Crusaders running back Thomas Aphonso, who had rushed for 68 yards and two touchdowns at that point, got the first two handoffs. He got to the Warhawks 1 on the first carry and was stuffed at the line of scrimmage on the second.
On third down, the Crusaders tried the outside of the Warhawk defense with a jet sweep. K.J. Miller got the handoff as he sprinted to the right just behind the line. He attempted to outrun the Warhawk defense, but first senior linebacker Shane McGrail grabbed Miller and junior defensive back Thomas Wojnowski joined McGrail an instant later.
Miller didn’t gain an inch.
“It was just bang-bang,” said Wojnowski, who had seven solo and one assisted tackle in the win. “Coach (Jace) Rindahl had a great game plan. He let us fly, so we just sucked it up and let it rip.”
Warhawks head coach Kevin Bullis said the discipline of the defensive players and the physicality of the defensive line made the defensive stand possible.
“They charged and knocked their butts back,” Bullis said. “They might be the most physical D-line I’ve had the fortune to be around.”
Soured on their running game, the Crusaders went with a pass on fourth-and-goal from the 1, but quarterback Kyle King’s high pass in the middle of the end zone to open tight end Connor Mullins was bobbled and then hit the ground as Mullins dove after it.

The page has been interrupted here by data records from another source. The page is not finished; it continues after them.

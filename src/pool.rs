// Copyright 2025 Google LLC
//
// Licensed under the Apache License, Version 2.0 <LICENSE-APACHE or
// https://www.apache.org/licenses/LICENSE-2.0> or the MIT license
// <LICENSE-MIT or https://opensource.org/licenses/MIT>, at your
// option. This file may not be copied, modified, or distributed
// except according to those terms.

//! Worker pool settings of a [`VectorAdder`](crate::VectorAdder), and how
//! they map onto a [`paralight`] thread pool.
//!
//! The pool itself is owned by the adder and isn't part of the public API.
//!
//! ```compile_fail
//! use parvec::ThreadPool;
//! ```

use crate::macros::log_debug;
use paralight::ThreadPool;
use std::num::{NonZeroUsize, TryFromIntError};

/// Number of worker threads of an adder.
#[derive(Clone, Copy, Debug, PartialEq, Eq)]
pub enum ThreadCount {
    /// As many threads as [`std::thread::available_parallelism()`] reports.
    AvailableParallelism,
    /// Exactly this many threads.
    Count(NonZeroUsize),
}

impl ThreadCount {
    /// Number of threads to spawn on this machine.
    ///
    /// # Panics
    ///
    /// Panics if the available parallelism can't be queried.
    pub(crate) fn resolve(self) -> NonZeroUsize {
        match self {
            ThreadCount::AvailableParallelism => std::thread::available_parallelism()
                .expect("Getting the available parallelism failed"),
            ThreadCount::Count(count) => count,
        }
    }
}

impl TryFrom<usize> for ThreadCount {
    type Error = TryFromIntError;

    /// Fails on zero.
    fn try_from(count: usize) -> Result<Self, Self::Error> {
        NonZeroUsize::try_from(count).map(ThreadCount::Count)
    }
}

/// How the blocks of an addition are distributed among the worker threads.
#[derive(Clone, Copy, Debug, PartialEq, Eq)]
pub enum RangeStrategy {
    /// Each thread gets a fixed, contiguous share of the blocks.
    Fixed,
    /// Threads that run out of blocks steal half of the remaining blocks of
    /// another thread.
    WorkStealing,
}

impl From<RangeStrategy> for paralight::RangeStrategy {
    fn from(strategy: RangeStrategy) -> Self {
        match strategy {
            RangeStrategy::Fixed => paralight::RangeStrategy::Fixed,
            RangeStrategy::WorkStealing => paralight::RangeStrategy::WorkStealing,
        }
    }
}

/// Whether worker threads are pinned to CPUs.
#[derive(Clone, Copy, Debug, PartialEq, Eq)]
pub enum CpuPinningPolicy {
    /// Don't pin.
    No,
    /// Pin worker `i` to CPU `i` where the platform supports it.
    IfSupported,
    /// Pin worker `i` to CPU `i`, and panic when building the adder if the
    /// platform doesn't support it.
    Always,
}

impl From<CpuPinningPolicy> for paralight::CpuPinningPolicy {
    fn from(policy: CpuPinningPolicy) -> Self {
        match policy {
            CpuPinningPolicy::No => paralight::CpuPinningPolicy::No,
            CpuPinningPolicy::IfSupported => paralight::CpuPinningPolicy::IfSupported,
            CpuPinningPolicy::Always => paralight::CpuPinningPolicy::Always,
        }
    }
}

/// Spawns `num_threads` workers. They live until the returned pool is
/// dropped.
pub(crate) fn spawn_pool(
    num_threads: NonZeroUsize,
    range_strategy: RangeStrategy,
    cpu_pinning: CpuPinningPolicy,
) -> ThreadPool {
    log_debug!("Spawning {num_threads} workers ({range_strategy:?}, pinning: {cpu_pinning:?})");
    paralight::ThreadPoolBuilder {
        num_threads: paralight::ThreadCount::Count(num_threads),
        range_strategy: range_strategy.into(),
        cpu_pinning: cpu_pinning.into(),
    }
    .build()
}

That set up the game-winning drive that featured Lewandowski throwing seven completions in nine attempts and a 7-yard run by senior Jaylon Edmundson who finished with 64 yards on 13 carries.
The big play was a 27-yard pass down the middle to Holte to the MHB 27.
Lewandowski finished 28 of 35 passing for 301 yards, three touchdowns and no interceptions. That erased any bad memories from last week when he was 17 of 31 and threw an interception in the Warhawks’ 24-10 loss at St. Thomas (Minnesota).
“Evan wasn’t very happy with his play last week,” Bullis said. “This week, he showed what he could do.”
“We didn’t play our game the way we wanted to,” Holte said of the opening loss. “This week our main focus was just take what the defense gave us. I thought Evan did a great job all day.”
Holte caught 10 of those for 124 yards and two touchdowns covering 17 and 18 yards.
Bullis said he couldn’t say it was the best victory in his 35-year coaching career, but the satisfaction he felt was evident.
“I’m extremely proud of these young men coming off a loss last week,” Bullis said. “The physicality of our offensive line challenged (MHB). When it comes to physicality, I think the two top teams year in and year out are Mary Hardin-Baylor and UW-Whitewater.
“We were very physical today.”
And the offense came through at the end, 99 yards and all.
“Typically, that’s something we practice once a week,” Bullis said. “Not 99, but that is something we practice.”